Кажется, о Мише Смолкине я еще ничего не рассказывала, хотя это мой старейший поклонник II курса.
М. С. аспирант (уже написана его диссертация) филфака ЛГУ, университет же он кончал в Минске… Там же находится и его семья: жена и сынишка. Мише 24 года, роста он небольшого, среднего, черный, лицо очень выразительное и, пожалуй, даже красивое…
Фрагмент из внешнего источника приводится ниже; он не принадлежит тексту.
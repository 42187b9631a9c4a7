//! Terminal rendering of plans, status lines and the live countdown.

use chrono::{DateTime, Local};
use owo_colors::OwoColorize;
use winddown_core::alert::alert_text;
use winddown_core::countdown::{format_clock, format_countdown, ms_until};
use winddown_core::{Event, Plan};

/// "today" or "tomorrow" relative to `now`, for the ready status line.
pub fn day_word(plan: &Plan, now: DateTime<Local>) -> &'static str {
    if plan.ritual_start.date_naive() == now.date_naive() {
        "today"
    } else {
        "tomorrow"
    }
}

fn row(label: &str, value: String) -> String {
    format!("  {} {}", format!("{label:<13}").bold(), value)
}

/// Multi-line plan table (the setup view).
pub fn render_plan(plan: &Plan, now: DateTime<Local>) -> String {
    [
        row("Ritual start", format_clock(&plan.ritual_start)),
        row("Lights out", format_clock(&plan.lights_out)),
        row("Wake", format_clock(&plan.wake)),
        row("Status", format!("Ready ({})", day_word(plan, now))),
        format!(
            "  Will trigger at {} (ritual start) and at {} (lights out).",
            format_clock(&plan.ritual_start),
            format_clock(&plan.lights_out)
        ),
    ]
    .join("\n")
}

/// Single-line live countdown to ritual start (the monitoring view).
pub fn countdown_line(plan: &Plan, now: DateTime<Local>) -> String {
    let ms = ms_until(&plan.ritual_start, &now);
    let hint = if ms > 0 {
        format!("Ritual starts at {}.", format_clock(&plan.ritual_start))
    } else if now < plan.wake {
        format!(
            "Ritual time has passed; aim for lights out by {}.",
            format_clock(&plan.lights_out)
        )
    } else {
        String::new()
    };
    format!("{}  {}", format_countdown(ms).bold(), hint.dimmed())
}

/// Alert banner for events that present one.
pub fn alert_banner(event: &Event) -> Option<String> {
    let (title, body) = alert_text(event)?;
    Some(format!("  {}\n  {}", title.bold().red(), body))
}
Когда я осенью 40-го года перешла с пр. Добролюбова жить во двор университета
(в аспирантское общежитие. — Е. В.)
, я с ним познакомилась, т. к. он заходил к Нине Афониной… С первой нашей встречи я ему понравилась, он сказал об этом Нине. Мне тогда было не до этого, т. к. Женя со дня на день должен был уйти в армию. Но надо сказать правду, что в течение зимы М. себя как-то несерьезно вел. Как только я входила, он начинал на меня пристально смотреть, громко вздыхать и кричать: «Я не могу! Какие глаза! Нет, не могу!» и т. п.
Но война и пребывание его в Минске, затем бегство оттуда наложили на него большой отпечаток. Когда он вернулся в Л-д из Сталинграда, куда он отправил свою семью, он стал гораздо серьезнее, вернее, стал самим собою… Он был очень подавлен всем пережитым и сначала довольно грустно настроен. Но постепенно это стало проходить. Тут я уехала на трудработы. Когда я, раненная, вернулась, он уже был зачислен в партизанский отряд, где был политкомиссаром… Вернулись они страшные, изголодавшиеся, уставшие, больные. Миша передал, что он в аспирантском общежитии на 7-й линии и чтобы я к нему зашла, т. к. он нездоров. Сначала Миша очень скуп был на воспоминания и рассказы, но постепенно все рассказал.
К этому времени я успела уже переселиться на пр. Добролюбова (6 сентября), где 8 сентября, в первый же день бомбежки Л-да нас разбомбили, — и я перешла жить к Полининому отцу на Средний пр. угол 8-й линии. Миша жил рядом, так что мы часто сталкивались, и он приходил ко мне… За последние дни мы с М. встречались почти ежедневно. Хотя он и переведен в казарму, но пользуется там почти полной свободой…
Исаак Абрамович работает в ночную смену и уходит в 4 часа дня. Миша обычно заходил после 4-х.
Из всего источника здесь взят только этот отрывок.